Educational Data Mining A Blend of Heuristic and K-Means Algorithm to Cluster Students to Predict Placement Chance IJTSRD



Educational data mining emphasizes on developing algorithms and new tools for identifying distinctive sorts of data that come from educational settings, to better understand students. The objective of this paper is to cluster efficient students among the students of the educational institution to predict placement chance. Data mining approach used is clustering.
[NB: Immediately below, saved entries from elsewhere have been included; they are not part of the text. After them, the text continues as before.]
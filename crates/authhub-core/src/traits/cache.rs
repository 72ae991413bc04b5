//! Cache provider trait for pluggable TTL-capable key-value backends.

use std::time::Duration;

use async_trait::async_trait;

use crate::result::AppResult;

/// Trait for TTL-capable key-value backends (Redis or in-memory).
///
/// All values are serialized as strings (JSON). Every operation is a
/// fallible network round trip from the caller's point of view; nothing
/// here may be treated as infallible memory access.
#[async_trait]
pub trait CacheProvider: Send + Sync + std::fmt::Debug + 'static {
    /// Get a value by key. Returns `None` if the key does not exist or has expired.
    async fn get(&self, key: &str) -> AppResult<Option<String>>;

    /// Set a value with a TTL.
    async fn set(&self, key: &str, value: &str, ttl: Duration) -> AppResult<()>;

    /// Atomically fetch a value and delete its key in a single step.
    ///
    /// Returns `None` if the key did not exist. Under concurrent calls for
    /// the same key, at most one caller observes the value. This is the
    /// primitive one-shot tokens are consumed through.
    async fn get_del(&self, key: &str) -> AppResult<Option<String>>;

    /// Delete a key from the cache. Deleting an absent key is not an error.
    async fn delete(&self, key: &str) -> AppResult<()>;

    /// Reset the TTL on an existing key. Returns `false` if the key is absent.
    async fn expire(&self, key: &str, ttl: Duration) -> AppResult<bool>;

    /// Check that the cache backend is reachable.
    async fn health_check(&self) -> AppResult<bool>;

    /// Get a typed value by deserializing from JSON.
    async fn get_json<T: serde::de::DeserializeOwned + Send>(
        &self,
        key: &str,
    ) -> AppResult<Option<T>>
    where
        Self: Sized,
    {
        match self.get(key).await? {
            Some(value) => {
                let parsed = serde_json::from_str(&value)?;
                Ok(Some(parsed))
            }
            None => Ok(None),
        }
    }

    /// Set a typed value by serializing to JSON.
    async fn set_json<T: serde::Serialize + Send + Sync>(
        &self,
        key: &str,
        value: &T,
        ttl: Duration,
    ) -> AppResult<()>
    where
        Self: Sized,
    {
        let json = serde_json::to_string(value)?;
        self.set(key, &json, ttl).await
    }
}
Ablend of heuristic and K-means algorithm is employed to cluster students based on KSA knowledge, Communication skill and attitude . To assess the performance of the program, a student data set from an institution in Bangalore were collected for the study as a synthetic knowledge. A model is proposed to obtain the result. The accuracy of the results obtained from the proposed algorithm was found to be promising when compared to other clustering algorithms.

Ashok. M. V | G. Hareesh Kumar “Educational Data Mining: A Blend of Heuristic and K-Means Algorithm to Cluster Students to Predict Placement Chance”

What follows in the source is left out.